Paclitaxel-induced Peripheral Neuropathy and Quality of Life: Sub-analysis of the MICHEL Study.

Abstract

Background/aim: Paclitaxel, a taxane-class drug commonly used as part of a chemotherapy regimen for breast cancer, is causative for chemotherapy-induced peripheral neuropathy (CIPN). The MICHEL study was conducted to evaluate the efficacy of mirogabalin against CIPN which included, among its secondary endpoints, a questionnaire in which patients rated in detail the impact of their CIPN on their activities of daily living. In this study, we performed a sub-analysis for this secondary endpoint and attempted to identify acute changes that signaled CIPN.
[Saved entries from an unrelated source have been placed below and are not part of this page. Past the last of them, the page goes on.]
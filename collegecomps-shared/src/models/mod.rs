/// Database models for CollegeComps
///
/// One module per table, each with its queries as associated functions
/// taking a `&SqlitePool`.
///
/// # Models
///
/// - `user`: Accounts, credential reset and verification state, subscription
/// - `profile`: Academic profile (scores, budget, interests)
/// - `onboarding`: Post-signup onboarding answers
/// - `questionnaire`: Recommendation questionnaire answers
/// - `alert_preference`: Premium alert settings
/// - `saved_comparison`: Saved college comparisons with tags and folder
/// - `comparison_folder`: Folders for saved comparisons
/// - `shared_comparison`: Public share links
/// - `bookmark`: Bookmarked colleges
/// - `salary_submission`: Crowd-sourced salary reports and aggregates
/// - `support_ticket`: Support tickets and their message threads
/// - `analytics`: Per-user event log
///
/// # Example
///
/// ```no_run
/// use collegecomps_shared::models::user::{User, CreateUser};
/// use collegecomps_shared::db::pool::{create_pool, DatabaseConfig};
///
/// # async fn example() -> Result<(), Box<dyn std::error::Error>> {
/// let pool = create_pool(DatabaseConfig::default()).await?;
///
/// let new_user = CreateUser {
///     email: "student@example.com".to_string(),
///     password_hash: Some("$argon2id$...".to_string()),
///     name: Some("Sam Student".to_string()),
///     provider: "credentials".to_string(),
/// };
///
/// let user = User::create(&pool, new_user).await?;
/// # Ok(())
/// # }
/// ```

pub mod alert_preference;
pub mod analytics;
pub mod bookmark;
pub mod comparison_folder;
pub mod onboarding;
pub mod profile;
pub mod questionnaire;
pub mod salary_submission;
pub mod saved_comparison;
pub mod shared_comparison;
pub mod support_ticket;
pub mod user;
Patients and methods: This is a sub-analysis of the MICHEL study, which was a single-arm, open-label, prospective intervention pilot study conducted at the University of Tsukuba Hospital between April 2022 to April 2024. Patients with grade 2 or higher CIPN during weekly paclitaxel treatment for primary breast cancer were enrolled and received mirogabalin orally for 4 weeks. Patient Neurotoxicity Questionnaire scores were obtained and interrupted activities of daily living were examined.

Results: A total of 20 patients were enrolled, with a median age at enrollment of 56.5 years; all were female. The median number of paclitaxel doses given before study enrollment was 5.5. The most common activities of daily living interfered with were: buttoning clothes (35%), climbing stairs (30%), walking (20%) at baseline and buttoning clothes (55%), writing (45%), walking (45%), and climbing stairs (35%) at week 5. In addition, some few patients showed improvements in activities.

Conclusion: Paclitaxel administration affected activities of daily living through CIPN and symptoms were primarily noted in the hands and feet with regard to fine motor hand movements and mobility. Individualized care, potentially with duloxetine or rehabilitation exercises (in addition to self-care education), may be considered stopgap measures.